One mechanism involved in recovery is nerve terminal sprouting, in which remaining brainstem and spinal cord motor neurons develop new branches, or axonal sprouts.[75] These sprouts can reinnervate orphaned muscle fibers that have been denervated by acute polio infection,[76] restoring the fibers' capacity to contract and improving strength.[77] Terminal sprouting may generate a few significantly enlarged motor neurons doing work previously performed by as many as four or five units:[42] a single motor neuron that once controlled 200 muscle cells might control 800 to 1000 cells. Other mechanisms that occur during the rehabilitation phase, and contribute to muscle strength restoration, include myofiber hypertrophy – enlargement of muscle fibers through exercise and activity – and transformation of type II muscle fibers to type I muscle fibers.[76][78]
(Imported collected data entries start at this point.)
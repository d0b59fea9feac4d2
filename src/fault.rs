//! Fault classification and backoff for controller communication.
//!
//! The classifier is the single source of truth for which driver failures
//! count as transient connectivity problems. Everything not in the
//! vocabulary is fatal and aborts the current session.

use std::time::Duration;

use crate::driver::DriverError;

/// How a driver failure should be handled.
#[derive(Debug, Clone, Copy, PartialEq, Eq)]
pub enum FaultKind {
    /// Connectivity, licensing, or timeout symptom. Absorbed locally with
    /// retries and, if persistent, a full session reset.
    Transient,

    /// Anything else, including programming errors. Tears down the session.
    Fatal,
}

/// Known connectivity/licensing symptoms, matched case-insensitively against
/// the driver's error text. Includes the gateway driver's own phrasing for a
/// dead link ("cannot communicate with linx").
const TRANSIENT_SYMPTOMS: &[&str] = &[
    "connection",
    "communications",
    "comms",
    "lost connection",
    "license",
    "licensing",
    "activation",
    "checkout failed",
    "timeout",
    "failed to connect",
    "unable to establish",
    "rslinx",
    "linx",
    "cannotsenddata",
    "cannot communicate with linx",
];

/// Classify a driver failure by its message text.
pub fn classify_fault(error: &DriverError) -> FaultKind {
    let msg = error.message.to_lowercase();
    if TRANSIENT_SYMPTOMS.iter().any(|s| msg.contains(s)) {
        FaultKind::Transient
    } else {
        FaultKind::Fatal
    }
}

/// Delay before reconnect attempt `attempt` (1-based) during session
/// recovery: linear in the attempt index.
///
/// With base=10s: attempt 1 waits 10s, attempt 2 waits 20s, and so on.
pub fn reconnect_backoff(attempt: u32, base: Duration) -> Duration {
    base.saturating_mul(attempt.max(1))
}
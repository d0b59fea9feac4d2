use std::fs;
use std::path::{Path, PathBuf};

#[cfg(unix)]
use std::os::unix::fs::PermissionsExt;

/// Writes a shell script that speaks the helper line protocol well
/// enough for the upload flow: every request is acknowledged, the
/// `controller_name` request reports a fixed name, and `save_as`
/// creates the requested file.
///
/// The same script serves both helper roles. The one-shot upload child
/// only ever sends a single request before it is shut down, and the
/// session child walks the fixed open / controller_name / save_as /
/// close sequence.
pub fn upload_helper_script(dir: &Path) -> PathBuf {
    let script = dir.join("helper-upload.sh");
    fs::write(
        &script,
        concat!(
            "#!/bin/sh\n",
            "read -r line; echo '{\"status\":\"ok\"}'\n",
            "read -r line; echo '{\"status\":\"name\",\"name\":\"TESTPLC\"}'\n",
            "read -r line\n",
            "path=$(printf '%s' \"$line\" | sed 's/.*\"path\":\"\\([^\"]*\\)\".*/\\1/')\n",
            ": > \"$path\"; echo '{\"status\":\"ok\"}'\n",
            "read -r line; echo '{\"status\":\"ok\"}'\n",
        ),
    )
    .unwrap();
    mark_executable(&script);
    script
}

/// Writes a shell script that plays a controller session for the watch
/// flow: the offline read reports 3, the first two online reads hold at
/// 3, and every read after that reports 5.
pub fn watch_helper_script(dir: &Path) -> PathBuf {
    let script = dir.join("helper-watch.sh");
    fs::write(
        &script,
        concat!(
            "#!/bin/sh\n",
            "n=0\n",
            "while read -r line; do\n",
            "  case \"$line\" in\n",
            "    *'\"op\":\"close\"'*) echo '{\"status\":\"ok\"}'; exit 0 ;;\n",
            "    *'\"mode\":\"offline\"'*) echo '{\"status\":\"value\",\"value\":3}' ;;\n",
            "    *'\"op\":\"read_tag\"'*)\n",
            "      n=$((n+1))\n",
            "      if [ \"$n\" -le 2 ]; then\n",
            "        echo '{\"status\":\"value\",\"value\":3}'\n",
            "      else\n",
            "        echo '{\"status\":\"value\",\"value\":5}'\n",
            "      fi ;;\n",
            "    *) echo '{\"status\":\"ok\"}' ;;\n",
            "  esac\n",
            "done\n",
        ),
    )
    .unwrap();
    mark_executable(&script);
    script
}

#[cfg(unix)]
fn mark_executable(path: &Path) {
    let mut perms = fs::metadata(path).unwrap().permissions();
    perms.set_mode(0o755);
    fs::set_permissions(path, perms).unwrap();
}

#[cfg(not(unix))]
fn mark_executable(_path: &Path) {}

pub fn sh_command(script: &Path) -> Vec<String> {
    vec!["sh".to_string(), script.display().to_string()]
}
In addition to these physiological processes, the body can compensate for residual paralysis in other ways. Weaker muscles can be used at a higher than usual intensity relative to the muscle's maximal capacity, little-used muscles can be developed, and ligaments can enable stability and mobility.[78]


Residual complications of paralytic polio often occur following the initial recovery process.[16] Muscle paresis and paralysis can sometimes result in skeletal deformities, tightening of the joints, and movement disability. Once the muscles in the limb become flaccid, they may interfere with the function of other muscles. A typical manifestation of this problem is equinus foot (similar to club foot). This deformity develops when the muscles that pull the toes downward are working, but those that pull it upward are not, and the foot naturally tends to drop toward the ground. If the problem is left untreated, the Achilles tendons at the back of the foot retract and the foot cannot take on a normal position. People with polio that develop equinus foot cannot walk properly because they cannot put their heels on the ground. A similar situation can develop if the arms become paralyzed.[79]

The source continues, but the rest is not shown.